Print all the data, keeping every line exactly as it is.

### THE INPUT ###

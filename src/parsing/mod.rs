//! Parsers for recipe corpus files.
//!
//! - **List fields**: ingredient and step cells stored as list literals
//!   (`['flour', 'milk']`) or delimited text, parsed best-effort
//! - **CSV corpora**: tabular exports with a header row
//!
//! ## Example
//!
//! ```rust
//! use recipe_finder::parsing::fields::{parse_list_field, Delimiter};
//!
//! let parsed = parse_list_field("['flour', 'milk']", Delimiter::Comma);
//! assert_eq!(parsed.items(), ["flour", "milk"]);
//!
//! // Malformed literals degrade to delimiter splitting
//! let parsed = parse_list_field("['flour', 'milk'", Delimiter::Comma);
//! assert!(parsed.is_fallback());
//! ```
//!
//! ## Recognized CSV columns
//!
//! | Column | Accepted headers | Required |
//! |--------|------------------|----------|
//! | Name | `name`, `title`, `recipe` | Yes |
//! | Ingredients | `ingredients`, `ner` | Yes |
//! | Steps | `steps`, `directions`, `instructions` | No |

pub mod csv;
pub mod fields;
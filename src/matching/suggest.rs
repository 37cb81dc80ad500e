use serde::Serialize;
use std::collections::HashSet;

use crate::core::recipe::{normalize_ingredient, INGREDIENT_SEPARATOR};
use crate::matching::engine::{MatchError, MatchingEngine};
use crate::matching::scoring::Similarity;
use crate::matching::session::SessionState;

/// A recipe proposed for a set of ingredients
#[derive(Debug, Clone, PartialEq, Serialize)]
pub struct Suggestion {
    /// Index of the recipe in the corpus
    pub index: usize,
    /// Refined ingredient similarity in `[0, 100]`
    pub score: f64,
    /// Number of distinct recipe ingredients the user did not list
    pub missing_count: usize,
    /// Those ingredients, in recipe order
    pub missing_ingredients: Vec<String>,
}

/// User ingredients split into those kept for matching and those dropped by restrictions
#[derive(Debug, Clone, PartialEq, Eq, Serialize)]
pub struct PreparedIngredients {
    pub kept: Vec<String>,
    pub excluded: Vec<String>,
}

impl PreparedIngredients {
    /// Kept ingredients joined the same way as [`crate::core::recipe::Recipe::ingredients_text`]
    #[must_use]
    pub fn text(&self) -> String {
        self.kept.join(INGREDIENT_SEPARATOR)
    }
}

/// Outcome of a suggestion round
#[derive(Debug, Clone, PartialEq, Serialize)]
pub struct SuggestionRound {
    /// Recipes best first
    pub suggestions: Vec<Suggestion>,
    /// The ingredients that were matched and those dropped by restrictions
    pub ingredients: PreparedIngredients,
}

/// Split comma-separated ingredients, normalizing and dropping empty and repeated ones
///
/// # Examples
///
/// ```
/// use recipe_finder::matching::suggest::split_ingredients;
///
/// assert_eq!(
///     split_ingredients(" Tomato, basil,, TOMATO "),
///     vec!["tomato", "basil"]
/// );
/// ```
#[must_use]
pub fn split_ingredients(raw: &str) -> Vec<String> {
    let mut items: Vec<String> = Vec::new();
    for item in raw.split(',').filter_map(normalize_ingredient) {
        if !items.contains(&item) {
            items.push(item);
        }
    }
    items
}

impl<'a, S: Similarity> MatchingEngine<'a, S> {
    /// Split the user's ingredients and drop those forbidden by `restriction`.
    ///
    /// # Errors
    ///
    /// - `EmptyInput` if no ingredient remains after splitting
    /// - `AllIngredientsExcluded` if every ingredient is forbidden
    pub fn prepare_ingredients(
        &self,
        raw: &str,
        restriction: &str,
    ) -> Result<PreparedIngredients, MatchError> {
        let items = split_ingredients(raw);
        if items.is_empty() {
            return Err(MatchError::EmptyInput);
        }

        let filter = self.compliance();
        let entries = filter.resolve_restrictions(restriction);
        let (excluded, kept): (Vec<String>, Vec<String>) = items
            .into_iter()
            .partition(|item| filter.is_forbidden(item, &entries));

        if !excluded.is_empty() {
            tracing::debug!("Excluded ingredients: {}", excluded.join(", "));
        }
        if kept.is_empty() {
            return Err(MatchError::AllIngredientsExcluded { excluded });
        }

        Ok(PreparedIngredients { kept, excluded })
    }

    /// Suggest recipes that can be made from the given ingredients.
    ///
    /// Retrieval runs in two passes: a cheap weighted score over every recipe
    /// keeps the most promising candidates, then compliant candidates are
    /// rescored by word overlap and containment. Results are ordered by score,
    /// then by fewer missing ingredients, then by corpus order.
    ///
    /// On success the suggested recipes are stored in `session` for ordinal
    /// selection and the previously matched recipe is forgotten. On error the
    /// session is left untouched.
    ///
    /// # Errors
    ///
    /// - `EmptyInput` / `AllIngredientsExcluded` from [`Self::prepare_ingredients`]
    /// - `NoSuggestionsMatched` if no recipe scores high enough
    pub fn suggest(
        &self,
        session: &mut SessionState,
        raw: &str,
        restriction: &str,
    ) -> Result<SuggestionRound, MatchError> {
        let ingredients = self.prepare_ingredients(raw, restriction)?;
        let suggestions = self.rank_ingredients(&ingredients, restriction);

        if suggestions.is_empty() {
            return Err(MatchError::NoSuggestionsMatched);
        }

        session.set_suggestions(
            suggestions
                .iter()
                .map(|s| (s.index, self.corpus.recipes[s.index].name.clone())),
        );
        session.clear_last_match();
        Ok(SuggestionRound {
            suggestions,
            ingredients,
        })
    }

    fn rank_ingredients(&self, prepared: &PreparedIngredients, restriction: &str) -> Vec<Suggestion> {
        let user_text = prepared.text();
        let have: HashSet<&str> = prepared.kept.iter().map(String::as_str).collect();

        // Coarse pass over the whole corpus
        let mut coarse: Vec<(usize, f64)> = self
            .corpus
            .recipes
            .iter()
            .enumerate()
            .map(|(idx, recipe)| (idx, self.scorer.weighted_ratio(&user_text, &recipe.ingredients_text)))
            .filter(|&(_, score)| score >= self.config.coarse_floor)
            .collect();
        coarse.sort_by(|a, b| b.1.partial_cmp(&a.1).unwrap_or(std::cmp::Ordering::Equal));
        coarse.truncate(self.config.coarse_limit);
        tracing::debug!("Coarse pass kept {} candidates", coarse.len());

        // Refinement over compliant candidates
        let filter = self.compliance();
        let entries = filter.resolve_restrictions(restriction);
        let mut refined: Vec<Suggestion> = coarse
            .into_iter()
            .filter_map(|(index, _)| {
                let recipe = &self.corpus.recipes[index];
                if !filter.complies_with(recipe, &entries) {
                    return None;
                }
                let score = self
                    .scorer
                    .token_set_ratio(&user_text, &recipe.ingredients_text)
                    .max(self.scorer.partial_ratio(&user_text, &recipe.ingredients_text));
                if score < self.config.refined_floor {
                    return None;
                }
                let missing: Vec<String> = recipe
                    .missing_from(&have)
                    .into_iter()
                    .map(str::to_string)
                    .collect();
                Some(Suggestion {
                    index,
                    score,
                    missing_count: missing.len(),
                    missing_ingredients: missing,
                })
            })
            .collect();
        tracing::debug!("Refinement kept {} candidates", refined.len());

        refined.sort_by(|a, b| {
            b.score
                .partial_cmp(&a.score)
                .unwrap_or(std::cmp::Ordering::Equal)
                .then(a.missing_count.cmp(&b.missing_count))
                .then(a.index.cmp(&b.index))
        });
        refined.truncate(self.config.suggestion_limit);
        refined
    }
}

###

ANSWER TO THE EXERCISE:
filename src/parsing/mod.rs
//! Parsers for recipe corpus files.
//!
//! - **List fields**: ingredient and step cells stored as list literals
//!   (`['flour', 'milk']`) or delimited text, parsed best-effort
//! - **CSV corpora**: tabular exports with a header row
//!
//! ## Example
//!
//! ```rust
//! use recipe_finder::parsing::fields::{parse_list_field, Delimiter};
//!
//! let parsed = parse_list_field("['flour', 'milk']", Delimiter::Comma);
//! assert_eq!(parsed.items(), ["flour", "milk"]);
//!
//! // Malformed literals degrade to delimiter splitting
//! let parsed = parse_list_field("['flour', 'milk'", Delimiter::Comma);
//! assert!(parsed.is_fallback());
//! ```
//!
//! ## Recognized CSV columns
//!
//! | Column | Accepted headers | Required |
//! |--------|------------------|----------|
//! | Name | `name`, `title`, `recipe` | Yes |
//! | Ingredients | `ingredients`, `ner` | Yes |
//! | Steps | `steps`, `directions`, `instructions` | No |

pub mod csv;
pub mod fields;
filename src/matching/suggest.rs
repository 37cb81dc80ad500e
use serde::Serialize;
use std::collections::HashSet;

use crate::core::recipe::{normalize_ingredient, INGREDIENT_SEPARATOR};
use crate::matching::engine::{MatchError, MatchingEngine};
use crate::matching::scoring::Similarity;
use crate::matching::session::SessionState;

/// A recipe proposed for a set of ingredients
#[derive(Debug, Clone, PartialEq, Serialize)]
pub struct Suggestion {
    /// Index of the recipe in the corpus
    pub index: usize,
    /// Refined ingredient similarity in `[0, 100]`
    pub score: f64,
    /// Number of distinct recipe ingredients the user did not list
    pub missing_count: usize,
    /// Those ingredients, in recipe order
    pub missing_ingredients: Vec<String>,
}

/// User ingredients split into those kept for matching and those dropped by restrictions
#[derive(Debug, Clone, PartialEq, Eq, Serialize)]
pub struct PreparedIngredients {
    pub kept: Vec<String>,
    pub excluded: Vec<String>,
}

impl PreparedIngredients {
    /// Kept ingredients joined the same way as [`crate::core::recipe::Recipe::ingredients_text`]
    #[must_use]
    pub fn text(&self) -> String {
        self.kept.join(INGREDIENT_SEPARATOR)
    }
}

/// Outcome of a suggestion round
#[derive(Debug, Clone, PartialEq, Serialize)]
pub struct SuggestionRound {
    /// Recipes best first
    pub suggestions: Vec<Suggestion>,
    /// The ingredients that were matched and those dropped by restrictions
    pub ingredients: PreparedIngredients,
}

/// Split comma-separated ingredients, normalizing and dropping empty and repeated ones
///
/// # Examples
///
/// ```
/// use recipe_finder::matching::suggest::split_ingredients;
///
/// assert_eq!(
///     split_ingredients(" Tomato, basil,, TOMATO "),
///     vec!["tomato", "basil"]
/// );
/// ```
#[must_use]
pub fn split_ingredients(raw: &str) -> Vec<String> {
    let mut items: Vec<String> = Vec::new();
    for item in raw.split(',').filter_map(normalize_ingredient) {
        if !items.contains(&item) {
            items.push(item);
        }
    }
    items
}

impl<'a, S: Similarity> MatchingEngine<'a, S> {
    /// Split the user's ingredients and drop those forbidden by `restriction`.
    ///
    /// # Errors
    ///
    /// - `EmptyInput` if no ingredient remains after splitting
    /// - `AllIngredientsExcluded` if every ingredient is forbidden
    pub fn prepare_ingredients(
        &self,
        raw: &str,
        restriction: &str,
    ) -> Result<PreparedIngredients, MatchError> {
        let items = split_ingredients(raw);
        if items.is_empty() {
            return Err(MatchError::EmptyInput);
        }

        let filter = self.compliance();
        let entries = filter.resolve_restrictions(restriction);
        let (excluded, kept): (Vec<String>, Vec<String>) = items
            .into_iter()
            .partition(|item| filter.is_forbidden(item, &entries));

        if !excluded.is_empty() {
            tracing::debug!("Excluded ingredients: {}", excluded.join(", "));
        }
        if kept.is_empty() {
            return Err(MatchError::AllIngredientsExcluded { excluded });
        }

        Ok(PreparedIngredients { kept, excluded })
    }

    /// Suggest recipes that can be made from the given ingredients.
    ///
    /// Retrieval runs in two passes: a cheap weighted score over every recipe
    /// keeps the most promising candidates, then compliant candidates are
    /// rescored by word overlap and containment. Results are ordered by score,
    /// then by fewer missing ingredients, then by corpus order.
    ///
    /// On success the suggested recipes are stored in `session` for ordinal
    /// selection and the previously matched recipe is forgotten. On error the
    /// session is left untouched.
    ///
    /// # Errors
    ///
    /// - `EmptyInput` / `AllIngredientsExcluded` from [`Self::prepare_ingredients`]
    /// - `NoSuggestionsMatched` if no recipe scores high enough
    pub fn suggest(
        &self,
        session: &mut SessionState,
        raw: &str,
        restriction: &str,
    ) -> Result<SuggestionRound, MatchError> {
        let ingredients = self.prepare_ingredients(raw, restriction)?;
        let suggestions = self.rank_ingredients(&ingredients, restriction);

        if suggestions.is_empty() {
            return Err(MatchError::NoSuggestionsMatched);
        }

        session.set_suggestions(
            suggestions
                .iter()
                .map(|s| (s.index, self.corpus.recipes[s.index].name.clone())),
        );
        session.clear_last_match();
        Ok(SuggestionRound {
            suggestions,
            ingredients,
        })
    }

    fn rank_ingredients(&self, prepared: &PreparedIngredients, restriction: &str) -> Vec<Suggestion> {
        let user_text = prepared.text();
        let have: HashSet<&str> = prepared.kept.iter().map(String::as_str).collect();

        // Coarse pass over the whole corpus
        let mut coarse: Vec<(usize, f64)> = self
            .corpus
            .recipes
            .iter()
            .enumerate()
            .map(|(idx, recipe)| (idx, self.scorer.weighted_ratio(&user_text, &recipe.ingredients_text)))
            .filter(|&(_, score)| score >= self.config.coarse_floor)
            .collect();
        coarse.sort_by(|a, b| b.1.partial_cmp(&a.1).unwrap_or(std::cmp::Ordering::Equal));
        coarse.truncate(self.config.coarse_limit);
        tracing::debug!("Coarse pass kept {} candidates", coarse.len());

        // Refinement over compliant candidates
        let filter = self.compliance();
        let entries = filter.resolve_restrictions(restriction);
        let mut refined: Vec<Suggestion> = coarse
            .into_iter()
            .filter_map(|(index, _)| {
                let recipe = &self.corpus.recipes[index];
                if !filter.complies_with(recipe, &entries) {
                    return None;
                }
                let score = self
                    .scorer
                    .token_set_ratio(&user_text, &recipe.ingredients_text)
                    .max(self.scorer.partial_ratio(&user_text, &recipe.ingredients_text));
                if score < self.config.refined_floor {
                    return None;
                }
                let missing: Vec<String> = recipe
                    .missing_from(&have)
                    .into_iter()
                    .map(str::to_string)
                    .collect();
                Some(Suggestion {
                    index,
                    score,
                    missing_count: missing.len(),
                    missing_ingredients: missing,
                })
            })
            .collect();
        tracing::debug!("Refinement kept {} candidates", refined.len());

        refined.sort_by(|a, b| {
            b.score
                .partial_cmp(&a.score)
                .unwrap_or(std::cmp::Ordering::Equal)
                .then(a.missing_count.cmp(&b.missing_count))
                .then(a.index.cmp(&b.index))
        });
        refined.truncate(self.config.suggestion_limit);
        refined
    }
}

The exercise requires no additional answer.